ANNIHILATOR-standing by


 全ての部隊が出動可能となっていた。

「歩兵部隊は陸路で接近させる。歩兵とフルフォースに伝えておけ」

「了解」

 部隊内通信を使用してオペレーターが各部隊に連絡を送る。

 右モニターに警察から送られてくる現地の映像を映す。巨大な怪物が4体、その周りに無数の小型の怪物が群れて街を破壊していた。警察のドローンは苦戦しており、被害を抑えられていない。敵の数が攻撃能力を優に上回っている。

 しばらくすると中央モニターに自衛隊のマーカーが現れる。ドローン随伴歩兵部隊のみの様だ。

「自衛隊からの要請をあおげ。被害が広がるぞ」

 オペレーターが返答しない。そちらを見ると振り返ったオペレーターと目が合う。

「自衛隊からの要請です」

 詳細をモニターに表示させて確認する。東側のエリアから侵入可能との事だった。

「よし、アナイアレイターを出せ。爆撃目標は小型、エリアはAIに指示させろ。自衛隊にも爆撃すると言っておけ」

 地上部隊に指示を伝える別のオペレーターに対し、

「歩兵部隊はフルフォースに搭乗、オンスロートを護衛にして現地に向かわせろ。アーマーピアシングは地上部隊の支援」

 十分としないうちに地上部隊が基地を出て行き、爆撃機が飛び立つ。

 アナイアレイターの爆撃予定エリアを確認する。警察と自衛隊が上手く全目標を一箇所に集中させており、中央に大型及び中型、そしてその周りの小型がいる範囲が綺麗に爆撃予定エリアに入っていた。

 5分ほどするとアナイアレイターが真っ先に作戦エリアに突入していくのがマップで確認できた。

「アナイアレイター、爆撃を開始します」

 右モニターをアナイアレイターに搭載されたカメラ映像に切り替える。燃える街が映されていた。そして、小型の精密誘導爆弾が多数落とされていく。

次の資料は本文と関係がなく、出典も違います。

use super::{Passenger, Section, Ticket};
use crate::store;
use axum::async_trait;

///
/// Owns all tickets and seat occupancy.
///
/// Every operation is atomic with respect to every other operation.
///
#[cfg_attr(test, mockall::automock)]
#[async_trait]
pub trait AllocationStore: Send + Sync {
    ///
    /// Creates ticket on the first free seat.
    /// Seats are scanned in order `A1..A10`, `B1..B10`.
    ///
    /// ### Errors
    /// - [store::Error::AlreadyHasTicket] when passenger's email already owns a ticket
    /// - [store::Error::Full] when every seat is occupied
    ///
    async fn purchase(
        &self,
        passenger: Passenger,
        from: &str,
        to: &str,
        price_paid: u32,
    ) -> Result<Ticket, store::Error>;

    ///
    /// ### Errors
    /// - [store::Error::NotFound]
    ///
    async fn get_by_email(&self, email: &str) -> Result<Ticket, store::Error>;

    ///
    /// Finds tickets with seats in the section, or all tickets when section is `None`.
    /// Order of returned tickets is not part of the contract.
    ///
    async fn list_allocations(&self, section: Option<Section>) -> Vec<Ticket>;

    ///
    /// Deletes ticket and frees its seat.
    ///
    /// ### Errors
    /// - [store::Error::NotFound]
    ///
    async fn remove(&self, email: &str) -> Result<(), store::Error>;

    ///
    /// Moves ticket to another seat. Seat is validated before the ticket is looked up.
    /// Moving to the seat the ticket already holds changes nothing.
    ///
    /// ### Errors
    /// - [store::Error::InvalidSeat] when section or seat number is out of range
    /// - [store::Error::NotFound] when email has no ticket
    /// - [store::Error::SeatOccupied] when another ticket holds the seat
    ///
    async fn reseat(
        &self,
        email: &str,
        section: &str,
        seat_number: i32,
    ) -> Result<Ticket, store::Error>;
}
mod require_role;

pub use require_role::*;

 制御翼のついた円筒形の物体が頭を下にして落ちて小さくなっていく。程なくして地上で花の様に爆煙が咲き、最初に爆弾の落ちた地点から左右にリングを描くように広がって収束していく。

 中央モニターに映されたマップが更新されて目標のマークが消えていく。ついでに地上部隊がもうじき到着するのが見えた。近くにある幅の広い道路で直進すれば十字路があり、その先に大型がいる。車両部隊の射程内だ。

 地上部隊に随伴するアーマーピアシングは爆撃のため離れた位置で待機している。

「地上部隊は爆撃が終了し次第、前進させる。ケリは地上部隊でつける」

 オペレーターがチラと自分を見てからまた正面を向いた

 左モニターにアナイアレイターの詳細を出し、先程の攻撃効果を見る。小型が半数以下に減っている。兵装を確認するとまだ十分に爆弾は残っていた。

「アナイアレイターに再度攻撃させる。待機させろ」

 オペレーターがアナイアレイターに指示を伝えている。

 これまでの経験上、数を減らした小型は散るか大型の周りに集まるはずだ。多分、大型と中型の数が多いので集まるはずだが。

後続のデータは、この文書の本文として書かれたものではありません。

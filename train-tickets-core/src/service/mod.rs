pub mod tickets_service;
use jsonwebtoken::{Algorithm, DecodingKey};
use jwt_auth::{test::create_jwt, TokenVerification};
use reqwest::{header::CONTENT_TYPE, Client, Response};
use serde_json::Value;
use tokio::net::TcpListener;
use train_tickets_core::application::{
    create_application, create_middleware, create_state, ApplicationEnv,
};

pub const JWT_KEY: &str = "integration tests secret";
pub const MAX_HTTP_CONTENT_LEN: usize = 4096;

///
/// Starts application with verified tokens on a random port.
///
/// Every call gets its own empty train.
///
pub async fn spawn_application() -> String {
    let env = ApplicationEnv {
        log_directory: "logs".to_string(),
        log_filename: "train-tickets-tests.log".to_string(),
        bind_address: "127.0.0.1:0".parse().unwrap(),
        max_http_content_len: MAX_HTTP_CONTENT_LEN,
        route_from: "London".to_string(),
        route_to: "France".to_string(),
        ticket_price_cents: 2000,
        token_verification: TokenVerification::Verified {
            key: DecodingKey::from_secret(JWT_KEY.as_bytes()),
            algorithms: vec![Algorithm::HS256],
        },
    };

    let application = create_application(create_state(&env), create_middleware(&env));
    let listener = TcpListener::bind(env.bind_address).await.unwrap();
    let address = listener.local_addr().unwrap().to_string();

    tokio::spawn(async move {
        axum::serve(listener, application).await.unwrap();
    });

    address
}

pub fn create_user_jwt(email: &str) -> String {
    create_jwt(email, None, JWT_KEY)
}

pub fn create_admin_jwt() -> String {
    create_jwt("admin@example.com", Some("admin"), JWT_KEY)
}

pub async fn purchase_ticket(client: &Client, address: &str, email: &str) -> Response {
    client
        .post(format!("http://{address}/api/v1/tickets"))
        .header(CONTENT_TYPE, "application/json")
        .body(
            serde_json::json!({
                "first_name": "John",
                "last_name": "Doe",
                "email": email,
            })
            .to_string(),
        )
        .send()
        .await
        .unwrap()
}

pub async fn json_body(response: Response) -> Value {
    let response_body = response.bytes().await.unwrap();

    serde_json::from_slice::<Value>(&response_body).unwrap()
}
use serde::Deserialize;

#[derive(Debug, Default, Deserialize)]
pub struct AllocationsFilter {
    ///
    /// `None` or empty string means all sections
    ///
    pub section: Option<String>,
}
use crate::store::Error;
use serde::{Deserialize, Serialize};
use std::str::FromStr;
use strum::{AsRefStr, Display, EnumString};

pub const SEATS_PER_SECTION: usize = 10;
pub const SECTIONS_COUNT: usize = Section::ALL.len();

///
/// Sections are ordered, seats in `A` are allocated before seats in `B`.
///
#[derive(
    AsRefStr, Display, EnumString, Serialize, Deserialize, Clone, Copy, Debug, PartialEq, Eq, Hash,
)]
pub enum Section {
    A,
    B,
}

impl Section {
    pub const ALL: [Section; 2] = [Section::A, Section::B];

    pub fn index(self) -> usize {
        self as usize
    }
}

#[derive(Clone, Copy, Debug, PartialEq, Eq, Hash)]
pub struct Seat {
    pub section: Section,

    /// 1-based
    pub seat_number: i32,
}

impl Seat {
    ///
    /// ### Errors
    /// - [Error::InvalidSeat] when
    ///     - section is not one of [Section::ALL]
    ///     - seat number is outside of `1..=SEATS_PER_SECTION`
    ///
    pub fn parse(section: &str, seat_number: i32) -> Result<Self, Error> {
        let section = Section::from_str(section)
            .map_err(|_| Error::InvalidSeat(format!("invalid section {section}")))?;

        if !(1..=SEATS_PER_SECTION as i32).contains(&seat_number) {
            return Err(Error::InvalidSeat(format!(
                "invalid seat number {seat_number}"
            )));
        }

        Ok(Self {
            section,
            seat_number,
        })
    }
}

 マップの目標を示すマークが密集し始める。予想通りか。

「アナイアレイターに再度攻撃させろ。目標は中型。SAND STORMを使用」

 アナイアレイターが再度爆撃の為、侵入を開始。爆撃ルートに乗る。

 右モニターを見る。

 大型精密誘導爆弾サンドストーム、3発投下。

 目標に当たる前に信管作動、先程の小型精密誘導爆弾とは比べ物にならない巨大な爆煙が上がる。

 左モニターの攻撃評価ではほぼ小型を掃討していることがわかった。

 幅の広い国道の十字路にマーカーを置く。

「オンスロートをマーカーの地点に移動させ、フルフォースは東側に散開し部隊を展開させろ」

 装甲兵員輸送車で構成されたフルフォースが散開、散開した先で歩兵部隊を展開していく。

 右モニターには搭載された25mm機関砲及び同軸6.8mm機銃を発砲するフルフォース1からの映像が映される。切り替えると、120mm滑腔砲で中型に攻撃を浴びせかけるオンスロートに替わる。

「中型A、腕部損傷を確認」

 中央モニターでその個体をアップ。ゴリラの様な体格の犬っぽい、頭は竜に似た犬猿的な目標の左腕が取れかけて、肩の付け根あたりから皮と一部の外骨格だけで繋がっている状態であった。

「中型Aに集中攻撃」

 オンスロートが徹甲弾を撃ち込み、フルフォースが機関砲、機銃、対戦車ミサイルを撃ち込んでいく。

 歩兵部隊もミサイルランチャーやアサルトライフルに装備したアンダーバレルグレネードランチャーを使用、アーマーピアシングは上空から機関砲で火力支援を行っている。

「中型A、活動を停止」

 中央モニターのマーカーが一つ消える。

 マーカーの一つにアラート、AIが過去の行動パターンからガイジュウが攻撃化傾向へ移行した可能性を伝えてくる。最も近い部隊は、フルフォース4とマスターフェンサー3。

「アーマーピアシングに中型Cを攻撃させろ」

 AIの予想通りにフルフォース4のいる方向へ中型Cが突っ込んで来る。AIが包囲網の変更を提案、承認する。すると、部隊が中型を牽制しつつ後退していくのがモニター上でわかった。

 大型へ攻撃を加えていたアーマーピアシングが移動、フルフォース1の後方へ。

 かなり攻撃を加えているが、目標Cは暴れまわっている。このままだと街の被害が増えるな。

「全ての兵装を使用して中型Cを沈黙させろ。アーマーピアシングにはロケット弾の斉射を行わせろ」

 フルフォース及びマスターフェンサーが頭部への集中砲火を開始、中型Cの外骨格が剥がれて怯む。

 その隙をついてアーマーピアシングが搭載していた全ロケット弾を発射、頭部を吹き飛ばす。

 頭を失った犬猿にさらなる攻撃を地上部隊が加えて完全に沈黙させる。

「自衛隊から通信。空爆を行うので退避されたし。との事です」

 外部との連絡を担当するオペレーターが報告を上げる。

 自衛隊とデータリンクされたシステムを使用している為、中央モニターにエリア等が表示されている。左モニターに詳細を出して確認。4機の爆装した戦闘機が東側から侵入、大型精密誘導爆弾8発を落としてしていくという内容であった。

「全ての部隊に敵を抑え込ませろ。爆撃がくるまで釘付けにしろ」

 こちらが目標を抑え込んでいると、自衛隊の機体が爆撃態勢に入る。すでに部隊は爆撃ルートから外れていつでも問題ない状態であった。

「爆撃まで一分」

 戦闘機から爆弾が落とされる。今日一番の派手な爆発が起き、爆心地には四肢のちぎれたガイジュウの残骸が転がっていた。